Robert S. McNamara, the cerebral secretary of defense who was vilified for prosecuting America's most controversial war and then devoted himself to helping the world's poorest nations, died Monday. He was 93.
McNamara died at 5:30 a.m. at his home, his wife Diana told The Associated Press. She said he had been in failing health for some time.
For all his healing efforts, McNamara was fundamentally associated with the Vietnam War, "McNamara's war," the country's most disastrous foreign venture, the only American war to end in abject withdrawal rather than victory.
Known as a policymaker with a fixation for statistical analysis, McNamara was recruited to run the Pentagon by President John F. Kennedy in 1961 from the presidency of the Ford Motor Co. He stayed seven years, longer than anyone since the job's creation in 1947.
His association with Vietnam became intensely personal. Even his son, as a Stanford University student, protested against the war while his father was running it. At Harvard, McNamara once had to flee a student mob through underground utility tunnels. Critics mocked McNamara mercilessly; they made much of the fact that his middle name was "Strange."
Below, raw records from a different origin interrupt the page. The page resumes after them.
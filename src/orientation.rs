//! Random viewing orientations as unit quaternions.
//!
//! Quaternions are drawn uniformly from the 4-ball by rejection (components
//! in `[-1, 1)`, accepted when `0.2 <= |q| <= 1`) and projected onto the unit
//! sphere, which gives a uniform distribution over 3D rotations. The lower
//! bound keeps the normalization well conditioned.
use nalgebra::Quaternion;
use rand::rngs::StdRng;
use rand::{Rng, SeedableRng};

const MIN_ACCEPT_NORM: f64 = 0.2;
const MAX_ACCEPT_NORM: f64 = 1.0;

/// Seedable source of random orientations.
pub struct OrientationSampler {
    rng: StdRng,
}

impl OrientationSampler {
    /// `Some(seed)` gives a reproducible stream, `None` seeds from OS entropy.
    pub fn new(seed: Option<u64>) -> Self {
        let rng = match seed {
            Some(s) => StdRng::seed_from_u64(s),
            None => StdRng::from_entropy(),
        };
        Self { rng }
    }

    /// Draw `count` independent unit quaternions. `count == 0` is empty.
    pub fn generate(&mut self, count: usize) -> Vec<Quaternion<f64>> {
        (0..count).map(|_| self.sample()).collect()
    }

    pub fn sample(&mut self) -> Quaternion<f64> {
        loop {
            let q = Quaternion::new(
                self.rng.gen_range(-1.0..1.0),
                self.rng.gen_range(-1.0..1.0),
                self.rng.gen_range(-1.0..1.0),
                self.rng.gen_range(-1.0..1.0),
            );
            let norm = q.norm();
            if (MIN_ACCEPT_NORM..=MAX_ACCEPT_NORM).contains(&norm) {
                return q / norm;
            }
        }
    }

    /// The underlying generator, shared with other per-worker random stages.
    pub fn rng_mut(&mut self) -> &mut StdRng {
        &mut self.rng
    }
}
After leaving the Pentagon on the verge of a nervous breakdown, McNamara became president of the World Bank and devoted evangelical energies to the belief that improving life in rural communities in developing countries was a more promising path to peace than the buildup of arms and armies.
A private person, McNamara for many years declined to write his memoirs, to lay out his view of the war and his side in his quarrels with his generals. In the early 1990s he began to open up. He told Time magazine in 1991 that he did not think the bombing of North Vietnam _ the greatest bombing campaign in history up to that time _ would work but he went along with it "because we had to try to prove it would not work, number one, and (because) other people thought it would work."